**How to complete this task:** State the number of lines in the records underneath where the word "CoreResult" turns up, and say nothing else.

Stored items
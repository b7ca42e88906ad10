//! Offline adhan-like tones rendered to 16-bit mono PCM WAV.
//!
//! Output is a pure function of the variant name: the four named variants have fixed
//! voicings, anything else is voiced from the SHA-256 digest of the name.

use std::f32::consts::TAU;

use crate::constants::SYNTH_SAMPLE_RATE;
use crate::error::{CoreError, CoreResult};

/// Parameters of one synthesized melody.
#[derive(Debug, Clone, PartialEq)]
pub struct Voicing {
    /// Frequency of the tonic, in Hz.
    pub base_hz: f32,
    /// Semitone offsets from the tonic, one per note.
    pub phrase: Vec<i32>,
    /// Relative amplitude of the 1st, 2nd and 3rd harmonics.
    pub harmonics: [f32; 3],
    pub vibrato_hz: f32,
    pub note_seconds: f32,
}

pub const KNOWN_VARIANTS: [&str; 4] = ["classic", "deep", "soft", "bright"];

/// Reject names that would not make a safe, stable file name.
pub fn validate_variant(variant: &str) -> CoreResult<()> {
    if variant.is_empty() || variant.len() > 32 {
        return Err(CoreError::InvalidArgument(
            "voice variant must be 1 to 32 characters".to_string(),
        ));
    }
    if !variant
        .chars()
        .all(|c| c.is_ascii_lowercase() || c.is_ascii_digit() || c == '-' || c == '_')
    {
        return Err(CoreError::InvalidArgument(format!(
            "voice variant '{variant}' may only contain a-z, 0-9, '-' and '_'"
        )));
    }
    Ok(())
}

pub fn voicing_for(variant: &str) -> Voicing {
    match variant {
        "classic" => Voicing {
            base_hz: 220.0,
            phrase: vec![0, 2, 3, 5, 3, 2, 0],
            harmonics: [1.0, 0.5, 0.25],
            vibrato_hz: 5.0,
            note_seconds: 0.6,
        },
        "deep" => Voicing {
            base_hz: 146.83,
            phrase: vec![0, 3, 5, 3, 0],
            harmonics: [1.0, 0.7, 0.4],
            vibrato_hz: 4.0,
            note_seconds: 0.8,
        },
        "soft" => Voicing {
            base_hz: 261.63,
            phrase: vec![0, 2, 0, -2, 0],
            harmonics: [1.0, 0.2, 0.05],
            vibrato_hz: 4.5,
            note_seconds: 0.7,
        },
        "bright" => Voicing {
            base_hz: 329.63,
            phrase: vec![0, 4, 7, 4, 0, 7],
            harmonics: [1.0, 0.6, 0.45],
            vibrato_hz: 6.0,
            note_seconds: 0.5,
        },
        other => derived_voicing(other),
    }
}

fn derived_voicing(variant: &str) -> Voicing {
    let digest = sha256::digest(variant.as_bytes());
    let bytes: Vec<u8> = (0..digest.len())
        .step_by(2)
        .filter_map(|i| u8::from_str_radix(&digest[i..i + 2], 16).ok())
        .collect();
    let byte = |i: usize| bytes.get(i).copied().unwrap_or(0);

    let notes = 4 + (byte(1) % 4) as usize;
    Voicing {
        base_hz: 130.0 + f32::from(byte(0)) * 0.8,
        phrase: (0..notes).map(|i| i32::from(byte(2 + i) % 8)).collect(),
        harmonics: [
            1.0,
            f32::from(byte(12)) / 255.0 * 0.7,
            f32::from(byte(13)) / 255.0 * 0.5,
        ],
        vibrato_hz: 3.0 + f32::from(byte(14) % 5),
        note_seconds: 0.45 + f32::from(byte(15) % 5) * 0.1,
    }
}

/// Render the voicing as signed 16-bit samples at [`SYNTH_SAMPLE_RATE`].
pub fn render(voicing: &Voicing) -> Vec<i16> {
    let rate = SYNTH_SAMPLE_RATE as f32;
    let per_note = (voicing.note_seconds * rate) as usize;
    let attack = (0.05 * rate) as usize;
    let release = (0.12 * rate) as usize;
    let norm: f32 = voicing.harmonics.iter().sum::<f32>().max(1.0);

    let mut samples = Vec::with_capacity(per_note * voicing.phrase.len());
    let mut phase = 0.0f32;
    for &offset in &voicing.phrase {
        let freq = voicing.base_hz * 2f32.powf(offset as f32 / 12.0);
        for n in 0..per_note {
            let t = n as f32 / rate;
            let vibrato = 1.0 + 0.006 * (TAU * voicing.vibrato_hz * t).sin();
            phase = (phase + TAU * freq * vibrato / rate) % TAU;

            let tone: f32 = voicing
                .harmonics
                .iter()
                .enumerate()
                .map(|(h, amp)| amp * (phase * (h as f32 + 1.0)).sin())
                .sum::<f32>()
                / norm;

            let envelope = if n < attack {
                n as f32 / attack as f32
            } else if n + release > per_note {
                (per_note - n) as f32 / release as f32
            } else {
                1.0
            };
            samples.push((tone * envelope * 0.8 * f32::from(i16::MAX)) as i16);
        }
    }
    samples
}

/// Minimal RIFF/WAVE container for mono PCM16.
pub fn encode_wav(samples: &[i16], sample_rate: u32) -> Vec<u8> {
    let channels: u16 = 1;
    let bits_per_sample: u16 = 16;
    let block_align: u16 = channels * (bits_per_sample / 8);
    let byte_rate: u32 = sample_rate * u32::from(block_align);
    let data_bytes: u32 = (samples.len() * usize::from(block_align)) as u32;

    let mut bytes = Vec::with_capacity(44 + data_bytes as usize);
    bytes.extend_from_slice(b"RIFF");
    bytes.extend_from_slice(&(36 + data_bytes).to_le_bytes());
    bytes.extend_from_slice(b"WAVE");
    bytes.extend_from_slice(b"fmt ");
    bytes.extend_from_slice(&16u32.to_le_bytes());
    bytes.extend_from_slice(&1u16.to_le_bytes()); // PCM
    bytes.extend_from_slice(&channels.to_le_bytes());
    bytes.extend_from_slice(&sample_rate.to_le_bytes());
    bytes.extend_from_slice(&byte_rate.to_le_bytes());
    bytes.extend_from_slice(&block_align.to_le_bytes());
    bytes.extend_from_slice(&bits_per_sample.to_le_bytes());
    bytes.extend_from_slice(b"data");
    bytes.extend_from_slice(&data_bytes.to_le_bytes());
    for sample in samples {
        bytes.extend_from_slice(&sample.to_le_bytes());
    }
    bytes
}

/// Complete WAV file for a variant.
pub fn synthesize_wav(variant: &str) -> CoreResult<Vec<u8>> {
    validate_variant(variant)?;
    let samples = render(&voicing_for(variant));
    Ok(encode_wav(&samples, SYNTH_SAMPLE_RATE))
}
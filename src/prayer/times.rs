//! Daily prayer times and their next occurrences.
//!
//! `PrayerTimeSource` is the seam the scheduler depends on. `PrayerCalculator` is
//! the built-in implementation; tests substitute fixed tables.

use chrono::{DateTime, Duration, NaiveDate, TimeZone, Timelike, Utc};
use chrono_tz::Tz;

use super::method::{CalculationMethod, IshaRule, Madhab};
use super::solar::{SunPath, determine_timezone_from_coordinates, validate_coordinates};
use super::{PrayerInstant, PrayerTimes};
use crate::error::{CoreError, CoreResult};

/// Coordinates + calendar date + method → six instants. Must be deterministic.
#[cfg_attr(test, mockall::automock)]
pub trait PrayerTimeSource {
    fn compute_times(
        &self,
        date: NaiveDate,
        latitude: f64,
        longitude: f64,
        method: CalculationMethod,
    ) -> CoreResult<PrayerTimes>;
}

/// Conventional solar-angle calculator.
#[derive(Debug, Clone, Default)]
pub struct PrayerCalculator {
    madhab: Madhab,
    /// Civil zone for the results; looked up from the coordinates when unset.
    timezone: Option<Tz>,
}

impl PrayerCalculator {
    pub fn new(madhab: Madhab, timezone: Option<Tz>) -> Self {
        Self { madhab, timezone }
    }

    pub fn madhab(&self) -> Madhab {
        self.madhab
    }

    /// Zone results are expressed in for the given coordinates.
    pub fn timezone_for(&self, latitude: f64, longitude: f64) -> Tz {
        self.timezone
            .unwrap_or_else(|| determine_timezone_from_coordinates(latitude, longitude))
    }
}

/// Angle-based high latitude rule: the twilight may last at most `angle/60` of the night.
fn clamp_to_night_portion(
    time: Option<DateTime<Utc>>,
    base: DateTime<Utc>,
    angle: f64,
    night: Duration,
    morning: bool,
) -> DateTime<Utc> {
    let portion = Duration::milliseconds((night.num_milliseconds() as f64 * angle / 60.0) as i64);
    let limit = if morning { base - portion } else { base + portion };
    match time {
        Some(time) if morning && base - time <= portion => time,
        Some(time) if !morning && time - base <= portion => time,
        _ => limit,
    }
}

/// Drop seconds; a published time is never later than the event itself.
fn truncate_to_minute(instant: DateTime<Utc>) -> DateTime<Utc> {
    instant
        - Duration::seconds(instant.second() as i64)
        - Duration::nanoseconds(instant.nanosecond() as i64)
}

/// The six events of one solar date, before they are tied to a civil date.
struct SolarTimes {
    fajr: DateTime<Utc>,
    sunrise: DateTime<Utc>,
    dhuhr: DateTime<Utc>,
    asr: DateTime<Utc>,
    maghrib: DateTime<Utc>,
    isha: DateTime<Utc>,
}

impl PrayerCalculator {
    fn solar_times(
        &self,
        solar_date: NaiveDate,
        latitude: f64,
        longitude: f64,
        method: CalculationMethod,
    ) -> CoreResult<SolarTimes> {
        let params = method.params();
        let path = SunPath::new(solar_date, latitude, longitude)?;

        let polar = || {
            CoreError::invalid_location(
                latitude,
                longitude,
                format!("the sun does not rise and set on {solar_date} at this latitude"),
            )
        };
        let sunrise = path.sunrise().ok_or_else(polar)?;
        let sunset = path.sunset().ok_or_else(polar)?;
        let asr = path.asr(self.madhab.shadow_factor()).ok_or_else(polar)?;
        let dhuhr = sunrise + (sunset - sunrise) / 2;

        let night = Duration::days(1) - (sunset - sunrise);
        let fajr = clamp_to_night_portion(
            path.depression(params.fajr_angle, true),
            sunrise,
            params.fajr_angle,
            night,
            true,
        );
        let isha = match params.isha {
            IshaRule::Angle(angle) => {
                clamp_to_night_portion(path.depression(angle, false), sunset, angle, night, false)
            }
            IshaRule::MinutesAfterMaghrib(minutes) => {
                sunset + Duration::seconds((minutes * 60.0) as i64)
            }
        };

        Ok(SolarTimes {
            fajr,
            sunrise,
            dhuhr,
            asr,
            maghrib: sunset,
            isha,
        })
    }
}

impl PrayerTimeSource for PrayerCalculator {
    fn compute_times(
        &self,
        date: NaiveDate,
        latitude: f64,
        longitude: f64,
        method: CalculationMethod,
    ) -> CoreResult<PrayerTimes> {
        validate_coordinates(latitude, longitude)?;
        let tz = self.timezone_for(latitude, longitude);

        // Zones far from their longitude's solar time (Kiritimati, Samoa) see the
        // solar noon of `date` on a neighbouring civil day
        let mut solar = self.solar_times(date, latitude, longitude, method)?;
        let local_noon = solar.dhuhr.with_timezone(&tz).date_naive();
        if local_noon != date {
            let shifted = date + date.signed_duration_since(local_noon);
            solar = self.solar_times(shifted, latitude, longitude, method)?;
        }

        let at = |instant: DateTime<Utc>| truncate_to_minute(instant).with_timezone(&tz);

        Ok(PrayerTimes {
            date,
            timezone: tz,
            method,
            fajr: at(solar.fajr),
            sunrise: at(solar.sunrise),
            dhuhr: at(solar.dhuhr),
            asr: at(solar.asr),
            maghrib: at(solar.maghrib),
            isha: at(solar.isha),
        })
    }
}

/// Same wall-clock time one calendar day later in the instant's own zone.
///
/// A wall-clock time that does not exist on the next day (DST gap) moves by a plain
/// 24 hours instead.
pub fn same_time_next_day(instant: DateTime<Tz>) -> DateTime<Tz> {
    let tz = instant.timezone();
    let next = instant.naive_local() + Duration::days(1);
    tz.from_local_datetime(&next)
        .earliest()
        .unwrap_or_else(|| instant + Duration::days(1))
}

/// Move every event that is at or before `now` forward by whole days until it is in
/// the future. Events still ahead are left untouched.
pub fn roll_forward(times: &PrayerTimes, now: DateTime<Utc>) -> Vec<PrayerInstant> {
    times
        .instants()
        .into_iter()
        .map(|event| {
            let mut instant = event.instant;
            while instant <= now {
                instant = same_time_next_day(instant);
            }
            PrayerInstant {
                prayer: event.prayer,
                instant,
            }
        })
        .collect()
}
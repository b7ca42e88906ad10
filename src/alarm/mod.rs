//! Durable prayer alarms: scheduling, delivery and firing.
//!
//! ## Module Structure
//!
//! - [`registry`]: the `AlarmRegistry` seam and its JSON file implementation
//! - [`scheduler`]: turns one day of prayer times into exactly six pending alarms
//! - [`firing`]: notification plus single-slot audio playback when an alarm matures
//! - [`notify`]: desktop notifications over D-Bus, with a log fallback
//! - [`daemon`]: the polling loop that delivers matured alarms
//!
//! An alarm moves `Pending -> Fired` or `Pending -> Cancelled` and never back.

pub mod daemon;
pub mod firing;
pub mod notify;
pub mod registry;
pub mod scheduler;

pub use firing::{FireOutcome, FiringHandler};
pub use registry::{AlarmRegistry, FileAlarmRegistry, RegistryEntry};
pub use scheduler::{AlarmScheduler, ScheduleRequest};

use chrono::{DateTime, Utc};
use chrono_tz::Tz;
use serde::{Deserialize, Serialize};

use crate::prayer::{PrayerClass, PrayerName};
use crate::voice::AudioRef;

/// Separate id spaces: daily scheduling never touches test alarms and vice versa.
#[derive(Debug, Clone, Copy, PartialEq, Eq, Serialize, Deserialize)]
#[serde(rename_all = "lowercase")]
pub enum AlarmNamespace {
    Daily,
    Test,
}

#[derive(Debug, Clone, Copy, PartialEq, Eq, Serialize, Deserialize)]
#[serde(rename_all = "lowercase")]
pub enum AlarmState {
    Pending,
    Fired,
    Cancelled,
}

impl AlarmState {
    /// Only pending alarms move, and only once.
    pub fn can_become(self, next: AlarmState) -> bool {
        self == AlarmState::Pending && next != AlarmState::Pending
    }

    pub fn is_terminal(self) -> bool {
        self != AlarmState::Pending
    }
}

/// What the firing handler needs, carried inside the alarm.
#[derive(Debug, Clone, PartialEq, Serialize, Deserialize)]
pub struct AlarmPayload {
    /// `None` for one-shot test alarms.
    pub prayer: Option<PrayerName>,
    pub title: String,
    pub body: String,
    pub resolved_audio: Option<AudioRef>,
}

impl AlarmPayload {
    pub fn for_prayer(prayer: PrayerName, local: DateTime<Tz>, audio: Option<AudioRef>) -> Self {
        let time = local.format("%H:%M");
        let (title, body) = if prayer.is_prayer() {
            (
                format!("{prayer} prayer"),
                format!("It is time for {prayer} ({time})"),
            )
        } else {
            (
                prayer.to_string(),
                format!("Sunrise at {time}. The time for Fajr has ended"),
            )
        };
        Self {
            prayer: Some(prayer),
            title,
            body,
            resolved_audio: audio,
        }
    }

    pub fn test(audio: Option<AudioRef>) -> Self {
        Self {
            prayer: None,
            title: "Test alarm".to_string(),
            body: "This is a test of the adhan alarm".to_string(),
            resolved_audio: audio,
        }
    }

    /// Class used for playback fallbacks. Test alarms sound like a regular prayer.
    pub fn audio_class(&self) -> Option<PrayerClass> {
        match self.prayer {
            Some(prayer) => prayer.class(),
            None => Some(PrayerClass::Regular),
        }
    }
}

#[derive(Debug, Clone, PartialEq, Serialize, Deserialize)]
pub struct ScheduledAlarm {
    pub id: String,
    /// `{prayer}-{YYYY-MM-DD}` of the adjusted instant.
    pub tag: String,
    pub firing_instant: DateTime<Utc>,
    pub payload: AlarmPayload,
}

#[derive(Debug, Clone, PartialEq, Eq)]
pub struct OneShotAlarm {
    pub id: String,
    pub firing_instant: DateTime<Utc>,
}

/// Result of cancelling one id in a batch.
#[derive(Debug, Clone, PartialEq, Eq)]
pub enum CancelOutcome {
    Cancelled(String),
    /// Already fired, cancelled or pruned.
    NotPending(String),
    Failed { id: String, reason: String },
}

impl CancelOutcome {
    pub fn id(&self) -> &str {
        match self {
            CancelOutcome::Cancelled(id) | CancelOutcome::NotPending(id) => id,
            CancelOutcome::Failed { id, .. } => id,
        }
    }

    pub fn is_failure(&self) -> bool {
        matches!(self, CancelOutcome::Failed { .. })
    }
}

**Reply:** 7